● **Data to use**
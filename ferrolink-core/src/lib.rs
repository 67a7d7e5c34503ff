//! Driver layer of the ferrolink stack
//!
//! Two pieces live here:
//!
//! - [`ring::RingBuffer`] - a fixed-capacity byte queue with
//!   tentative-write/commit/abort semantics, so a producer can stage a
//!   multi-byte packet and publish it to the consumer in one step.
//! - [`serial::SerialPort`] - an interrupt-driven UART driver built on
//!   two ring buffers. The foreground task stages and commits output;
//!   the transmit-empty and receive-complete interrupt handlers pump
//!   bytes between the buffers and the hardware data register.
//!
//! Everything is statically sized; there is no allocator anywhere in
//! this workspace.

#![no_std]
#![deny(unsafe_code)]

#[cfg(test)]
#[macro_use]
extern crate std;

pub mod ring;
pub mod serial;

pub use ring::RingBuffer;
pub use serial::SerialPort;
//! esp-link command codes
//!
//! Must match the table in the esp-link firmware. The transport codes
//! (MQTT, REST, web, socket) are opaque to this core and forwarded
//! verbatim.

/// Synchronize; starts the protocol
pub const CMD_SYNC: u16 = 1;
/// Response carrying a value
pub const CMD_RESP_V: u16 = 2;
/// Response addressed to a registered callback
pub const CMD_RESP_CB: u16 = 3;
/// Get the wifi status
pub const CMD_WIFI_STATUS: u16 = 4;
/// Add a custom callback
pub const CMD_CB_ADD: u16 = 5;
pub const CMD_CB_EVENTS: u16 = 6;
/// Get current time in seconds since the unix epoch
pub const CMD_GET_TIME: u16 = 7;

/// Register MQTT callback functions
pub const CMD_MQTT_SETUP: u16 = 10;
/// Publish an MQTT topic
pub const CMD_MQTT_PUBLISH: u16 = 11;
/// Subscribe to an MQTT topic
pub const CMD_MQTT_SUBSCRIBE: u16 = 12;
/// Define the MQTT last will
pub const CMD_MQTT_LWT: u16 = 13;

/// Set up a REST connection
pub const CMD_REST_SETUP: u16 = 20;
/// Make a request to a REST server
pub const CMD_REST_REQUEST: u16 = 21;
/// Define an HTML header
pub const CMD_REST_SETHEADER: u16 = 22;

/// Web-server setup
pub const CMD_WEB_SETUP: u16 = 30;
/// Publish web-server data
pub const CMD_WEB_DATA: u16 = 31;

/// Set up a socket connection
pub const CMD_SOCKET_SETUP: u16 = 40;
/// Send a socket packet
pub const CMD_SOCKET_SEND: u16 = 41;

--

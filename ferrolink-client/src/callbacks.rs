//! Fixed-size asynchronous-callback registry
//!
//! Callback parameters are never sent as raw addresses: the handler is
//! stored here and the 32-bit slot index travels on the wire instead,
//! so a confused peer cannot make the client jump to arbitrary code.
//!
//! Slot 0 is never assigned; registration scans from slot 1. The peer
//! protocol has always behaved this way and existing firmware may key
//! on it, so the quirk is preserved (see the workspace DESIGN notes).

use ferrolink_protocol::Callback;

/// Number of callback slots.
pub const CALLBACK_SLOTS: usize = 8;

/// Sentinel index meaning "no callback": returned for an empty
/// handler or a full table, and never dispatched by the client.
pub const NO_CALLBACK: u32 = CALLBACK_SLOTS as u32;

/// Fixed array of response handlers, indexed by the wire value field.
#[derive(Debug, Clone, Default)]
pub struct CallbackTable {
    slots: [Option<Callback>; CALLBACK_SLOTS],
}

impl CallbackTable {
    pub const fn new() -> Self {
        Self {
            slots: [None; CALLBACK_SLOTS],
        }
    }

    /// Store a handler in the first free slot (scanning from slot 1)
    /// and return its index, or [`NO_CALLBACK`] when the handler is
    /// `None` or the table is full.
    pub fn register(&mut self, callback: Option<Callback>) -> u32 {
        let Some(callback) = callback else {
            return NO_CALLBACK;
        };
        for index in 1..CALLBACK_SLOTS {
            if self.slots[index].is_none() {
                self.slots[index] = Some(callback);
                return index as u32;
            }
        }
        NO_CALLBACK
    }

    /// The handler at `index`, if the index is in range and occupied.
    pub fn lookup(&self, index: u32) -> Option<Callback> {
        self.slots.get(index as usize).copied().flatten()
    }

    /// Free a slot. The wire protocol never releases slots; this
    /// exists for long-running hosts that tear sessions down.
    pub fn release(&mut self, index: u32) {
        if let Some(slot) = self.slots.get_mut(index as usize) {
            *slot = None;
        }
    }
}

● **Work to be completed**
Find the word "value" in the entries above, then copy each line that holds it.

● **Written solution**
/// Response carrying a value
/// Fixed array of response handlers, indexed by the wire value field.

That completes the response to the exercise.